Hume Cronyn and Jessica Tandy
See them in: Cocoon
This real life couple was insanely lovable. But here's the problem with this famous pairing: they were always like 1,000 years old. Does anybody ever remember Tandy being young? I don't see her pulling off the parachute jump. It'd be like Mr. Glass falling down those subway steps. Hume Cronyn is one tough S.O.B., though. I wouldn't want to get in a brawl with that guy, even in his later, scrawnier days.

Burt Lancaster and Kirk Douglas
See them in: Tough Guys
Lancaster was always pretty spry in his later years and Kirk Douglas, stroke or not, is still of sound mind and kicking it. I think a Bucket List movie with these guys would definitely have worked like twenty years ago. They knew each other well enough that they'd be pretty good at giving each other crap on screen. I would have paid to see this one.

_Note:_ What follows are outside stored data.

use agent_engine::{
    InitMeta, Message, MessageType, ParseError, StopReason, ToolCall, Usage,
};
use serde_json::Value;

/// Translates one `claude --output-format stream-json` line into the engine
/// vocabulary.
///
/// Returns `Ok(None)` for blank lines and frames with no consumer-visible
/// payload (ping stream events, plain user echoes). Unknown top-level types
/// pass through with the raw value attached so new CLI versions stay visible.
pub fn parse_stream_json_line(line: &str) -> Result<Option<Message>, ParseError> {
    let line = line.trim_end_matches('\r');
    if line.chars().all(|ch| ch.is_whitespace()) {
        return Ok(None);
    }

    let value: Value =
        serde_json::from_str(line).map_err(|err| ParseError::new(err.to_string()))?;
    let Some(event_type) = value.get("type").and_then(Value::as_str) else {
        return Err(ParseError::new("event has no `type` field"));
    };

    let message = match event_type {
        "system" => parse_system(&value),
        "assistant" => parse_assistant(&value),
        "user" => parse_user(&value),
        "stream_event" => parse_stream_event(&value),
        "result" => parse_result(&value),
        other => {
            let mut message = Message::new(MessageType::new(other));
            message.raw = Some(value.clone());
            Some(message)
        }
    };
    Ok(message)
}

fn parse_system(value: &Value) -> Option<Message> {
    let subtype = value.get("subtype").and_then(Value::as_str);
    if subtype != Some("init") {
        let mut message = Message::new(MessageType::SYSTEM);
        message.content = subtype.unwrap_or_default().to_string();
        message.raw = Some(value.clone());
        return Some(message);
    }

    let mut message = Message::new(MessageType::INIT);
    let session_id = str_field(value, "session_id");
    let meta = InitMeta {
        session_id: session_id.clone().unwrap_or_default(),
        model: str_field(value, "model").unwrap_or_default(),
        tools: value
            .get("tools")
            .and_then(Value::as_array)
            .map(|tools| {
                tools
                    .iter()
                    .filter_map(Value::as_str)
                    .map(str::to_string)
                    .collect()
            })
            .unwrap_or_default(),
    };
    if meta != InitMeta::default() {
        message.init = Some(meta);
    }
    message.resume_id = session_id;
    Some(message)
}

fn parse_assistant(value: &Value) -> Option<Message> {
    let content = value
        .get("message")
        .and_then(|message| message.get("content"))
        .and_then(Value::as_array);

    let mut text = String::new();
    let mut tool: Option<ToolCall> = None;
    if let Some(blocks) = content {
        for block in blocks {
            match block.get("type").and_then(Value::as_str) {
                Some("text") => {
                    if let Some(piece) = block.get("text").and_then(Value::as_str) {
                        text.push_str(piece);
                    }
                }
                Some("thinking") => {
                    // Reported separately below when it is the only payload.
                }
                Some("tool_use") if tool.is_none() => {
                    tool = Some(ToolCall {
                        id: str_field(block, "id").unwrap_or_default(),
                        name: str_field(block, "name").unwrap_or_default(),
                        input: block.get("input").cloned(),
                    });
                }
                _ => {}
            }
        }
    }

    let mut message = if let Some(tool) = tool {
        let mut message = Message::new(MessageType::TOOL_USE);
        message.tool = Some(tool);
        message.content = text;
        message
    } else if !text.is_empty() {
        Message::text(text)
    } else if let Some(thought) = first_block_text(value, "thinking", "thinking") {
        let mut message = Message::new(MessageType::THINKING);
        message.content = thought;
        message
    } else {
        return None;
    };

    if let Some(reason) = value
        .get("message")
        .and_then(|m| m.get("stop_reason"))
        .and_then(Value::as_str)
    {
        message.stop_reason = Some(StopReason::new(reason));
    }
    Some(message)
}

fn parse_user(value: &Value) -> Option<Message> {
    let blocks = value
        .get("message")
        .and_then(|message| message.get("content"))
        .and_then(Value::as_array)?;
    let result_block = blocks
        .iter()
        .find(|block| block.get("type").and_then(Value::as_str) == Some("tool_result"))?;

    let mut message = Message::new(MessageType::TOOL_RESULT);
    message.content = match result_block.get("content") {
        Some(Value::String(text)) => text.clone(),
        Some(other) => other.to_string(),
        None => String::new(),
    };
    if let Some(id) = str_field(result_block, "tool_use_id") {
        message.tool = Some(ToolCall {
            id,
            ..ToolCall::default()
        });
    }
    Some(message)
}

fn parse_stream_event(value: &Value) -> Option<Message> {
    let event = value.get("event")?;
    match event.get("type").and_then(Value::as_str)? {
        "content_block_delta" => {
            let delta = event.get("delta")?;
            match delta.get("type").and_then(Value::as_str)? {
                "text_delta" => {
                    let mut message = Message::new(MessageType::TEXT_DELTA);
                    message.content = str_field(delta, "text").unwrap_or_default();
                    Some(message)
                }
                "thinking_delta" => {
                    let mut message = Message::new(MessageType::THINKING_DELTA);
                    message.content = str_field(delta, "thinking").unwrap_or_default();
                    Some(message)
                }
                "input_json_delta" => {
                    let mut message = Message::new(MessageType::TOOL_USE_DELTA);
                    message.content = str_field(delta, "partial_json").unwrap_or_default();
                    Some(message)
                }
                _ => None,
            }
        }
        // The lifecycle fragment that carries the authoritative stop reason
        // ahead of the result event.
        "message_delta" => {
            let reason = event
                .get("delta")
                .and_then(|delta| delta.get("stop_reason"))
                .and_then(Value::as_str)?;
            let mut message = Message::new(MessageType::new("message_delta"));
            message.stop_reason = Some(StopReason::new(reason));
            Some(message)
        }
        _ => None,
    }
}

fn parse_result(value: &Value) -> Option<Message> {
    let mut message = Message::new(MessageType::RESULT);
    message.content = str_field(value, "result").unwrap_or_default();
    message.resume_id = str_field(value, "session_id");

    if let Some(usage) = value.get("usage") {
        let usage = Usage {
            input_tokens: u64_field(usage, "input_tokens"),
            output_tokens: u64_field(usage, "output_tokens"),
            cache_read_tokens: u64_field(usage, "cache_read_input_tokens"),
        };
        if usage != Usage::default() {
            message.usage = Some(usage);
        }
    }
    if let Some(reason) = str_field(value, "stop_reason") {
        message.stop_reason = Some(StopReason::new(reason));
    }

    let is_error = value
        .get("is_error")
        .and_then(Value::as_bool)
        .unwrap_or(false);
    if is_error {
        message.error_code = value
            .get("subtype")
            .and_then(Value::as_str)
            .map(str::to_string);
    }
    Some(message)
}

fn first_block_text(value: &Value, block_type: &str, field: &str) -> Option<String> {
    value
        .get("message")
        .and_then(|message| message.get("content"))
        .and_then(Value::as_array)?
        .iter()
        .find(|block| block.get("type").and_then(Value::as_str) == Some(block_type))
        .and_then(|block| block.get(field))
        .and_then(Value::as_str)
        .map(str::to_string)
}

fn str_field(value: &Value, field: &str) -> Option<String> {
    value.get(field).and_then(Value::as_str).map(str::to_string)
}

fn u64_field(value: &Value, field: &str) -> u64 {
    value.get(field).and_then(Value::as_u64).unwrap_or(0)
}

Jack Lemmon and Walter Matthau
See them in: The Odd Couple
This here is a no-brainer. Lemmon and Matthau worked together a bunch of times to great effect. Even in poor efforts like The Front Page that great chemistry seeped through. These cats were up to their old shenanigans basically up until the time of their deaths. They were pretty active folk and a fairly successful box office pairing up through the mid-'90s. I'm actually shocked a movie like this never happened between these two.

Honorable Mention:

Mel Gibson and Danny Glover
See them in: Lethal Weapon
Gibson and Glover are getting up there in years. Hell, Glover's been saying he's "too old for this s---" since the '80s. I don't expect there's many Lethal Weapon sequel scripts headed their way but that doesn't mean we had our fill of the Gibson-Glover magic.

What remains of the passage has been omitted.